Se abandona la vieja escolástica y aparece un nuevo humanismo; se deja el antiguo feudalismo y aparece la burguesía social; se desmorona la antigua unidad política fundamental del Imperio y nacen los nuevos estados nacionales; Iglesia y Papado pierden su antigua función directora de la civilización occidental y emergen nuevas mentalidades filosóficas y culturales de signo siempre más secularizado.

A la luz de este cuadro se pueden captar más fácilmente las líneas fundamentales de la modernidad, dominada por el individualismo y el subjetivismo, por la expresión autónoma de la civilización y por una postura anti-eclesial que lleva al progresivo alejamiento de la Iglesia.

Este proceso no se realiza a la vez en todos sus aspectos, sino que es un camino lento pero preciso, que desembocará con el tiempo en las posturas de la ilustración racionalista, o el las actitudes de la Revolución francesa y sus secuelas sociales, políticas y culturales, con el nacimiento del liberalismo económico, cultural y social.

Precisamente ya desde los comienzos de esta época moderna, asistimos al nacimiento de aquel florilegio de movimientos y realidades que tomarán las riendas de las propuestas católicas ante la nueva situación. Nos referimos a las grandes figuras de la historia de la santidad profética y los carismas que los acompañan, así como a las congregaciones religiosas que de ellas nacen. Entre ellas hay que citar como punto culminante, marchando a la cabeza, a la Compañía de Jesús, fundada por Ignacio de Loyola.

En aquel marco de caótica confusión cultural y social, nos topamos con figuras contrapuestas, algunas emblemáticas de aquella dura situación.

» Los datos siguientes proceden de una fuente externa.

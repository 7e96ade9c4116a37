//! Cursor-advance collection sessions: first/next over a single shared
//! position.

use crate::bridge::{Bridge, WorkHandle};
use crate::error::Result;
use futures::Stream;
use std::ops::ControlFlow;

/// A collection exposing only rewind-and-advance, no random access.
///
/// The position lives in the native collection, not the session: every
/// session on one collection instance shares it. `rewind` also rewinds it
/// for all other live sessions.
pub trait CursorCollection {
    type Item;

    /// Rewinds the shared cursor and returns the first element, or `None`
    /// when the collection is empty.
    fn rewind(&self) -> Result<Option<Self::Item>>;

    /// Advances the shared cursor, returning `None` once exhausted.
    fn advance(&self) -> Result<Option<Self::Item>>;

    /// Async form of [`rewind`](Self::rewind), routed through the bridge.
    fn rewind_async(&self, bridge: &Bridge) -> WorkHandle<Option<Self::Item>>;

    /// Async form of [`advance`](Self::advance), routed through the bridge.
    fn advance_async(&self, bridge: &Bridge) -> WorkHandle<Option<Self::Item>>;
}

/// Callback walk over a cursor-advance collection.
///
/// Rewinds, then visits elements in cursor order with a 0-based ordinal.
/// `ControlFlow::Break` stops the walk early.
pub fn for_each_cursor<C, F>(collection: &C, mut visitor: F) -> Result<()>
where
    C: CursorCollection,
    F: FnMut(C::Item, usize) -> ControlFlow<()>,
{
    let mut ordinal = 0;
    let mut current = collection.rewind()?;
    while let Some(item) = current {
        if visitor(item, ordinal).is_break() {
            return Ok(());
        }
        ordinal += 1;
        current = collection.advance()?;
    }
    Ok(())
}

#[derive(Clone, Copy, PartialEq, Eq)]
enum CursorState {
    BeforeFirst,
    OnElement,
    Exhausted,
}

/// Blocking pull session over a cursor-advance collection.
///
/// Not restartable: once exhausted it stays exhausted. Start a new session
/// to walk again; note that the new session's rewind moves the cursor
/// shared with any other live session.
pub struct CursorIter<C: CursorCollection> {
    collection: C,
    state: CursorState,
}

impl<C: CursorCollection> CursorIter<C> {
    pub fn new(collection: C) -> Self {
        Self {
            collection,
            state: CursorState::BeforeFirst,
        }
    }
}

impl<C: CursorCollection> Iterator for CursorIter<C> {
    type Item = Result<C::Item>;

    fn next(&mut self) -> Option<Self::Item> {
        let fetched = match self.state {
            CursorState::Exhausted => return None,
            CursorState::BeforeFirst => self.collection.rewind(),
            CursorState::OnElement => self.collection.advance(),
        };
        match fetched {
            Ok(Some(item)) => {
                self.state = CursorState::OnElement;
                Some(Ok(item))
            }
            Ok(None) => {
                self.state = CursorState::Exhausted;
                None
            }
            Err(err) => {
                self.state = CursorState::Exhausted;
                Some(Err(err))
            }
        }
    }
}

/// Async pull session over a cursor-advance collection. One fetch per
/// step, suspending while the bridge settles it.
pub struct AsyncCursorIter<C: CursorCollection> {
    collection: C,
    bridge: Bridge,
    state: CursorState,
}

impl<C: CursorCollection> AsyncCursorIter<C> {
    pub fn new(collection: C, bridge: Bridge) -> Self {
        Self {
            collection,
            bridge,
            state: CursorState::BeforeFirst,
        }
    }

    /// Fetches the next element, suspending until the bridge settles it.
    pub async fn next(&mut self) -> Option<Result<C::Item>> {
        let fetched = match self.state {
            CursorState::Exhausted => return None,
            CursorState::BeforeFirst => self.collection.rewind_async(&self.bridge).wait().await,
            CursorState::OnElement => self.collection.advance_async(&self.bridge).wait().await,
        };
        match fetched {
            Ok(Some(item)) => {
                self.state = CursorState::OnElement;
                Some(Ok(item))
            }
            Ok(None) => {
                self.state = CursorState::Exhausted;
                None
            }
            Err(err) => {
                self.state = CursorState::Exhausted;
                Some(Err(err))
            }
        }
    }

    /// Adapts the session into a [`Stream`].
    pub fn into_stream(self) -> impl Stream<Item = Result<C::Item>>
    where
        C: Send + 'static,
        C::Item: Send + 'static,
    {
        futures::stream::unfold(self, |mut session| async move {
            session.next().await.map(|item| (item, session))
        })
    }
}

Por ejemplo, la del Lutero de la protesta anti-eclesial y la de la obediencia eclesial de Ignacio de Loyola; dos temperamentos y dos propuestas que caminan por senderos opuestos en aquella edad crítica, desgajando el uno la unidad de la Iglesia, poniendo el otro totalmente su carisma al servicio de la misma, con experiencias educativas y misioneras fuertemente liberadoras desde sus comienzos.

Los movimientos en la preparación de la evangelización del Nuevo Mundo

En el Nuevo Mundo, desde Brasil, Perú y Paraguay, hasta el corazón de Mesoamérica, en el norte del actual México, están sus experiencias misioneras y educativas, peculiares en tal sentido, de las diversas reducciones y misiones.

En la historia de la Iglesia moderna, la auto- reforma eclesial surgida frente a las actitudes mundanas ampliamente arraigadas en su seno a partir del siglo XIV hasta el XVII, se realiza a través de los movimientos eclesiales suscitados por el Espíritu Santo en el seno de la Iglesia a lo largo de aquellos cuatro largos siglos.

Sirven de poco las reacciones de defensa adoptadas por la Iglesia contra los diferentes ataques. A menudo estas reacciones, que encuentran una expresión concreta en los decretos disciplinares de los Concilios o en la institución de tribunales eclesiástico-civiles coercitivos como la Inquisición, no renuevan significativamente a la vida interna de la Iglesia, ni sirven de ayuda a la obra del anuncio misionero.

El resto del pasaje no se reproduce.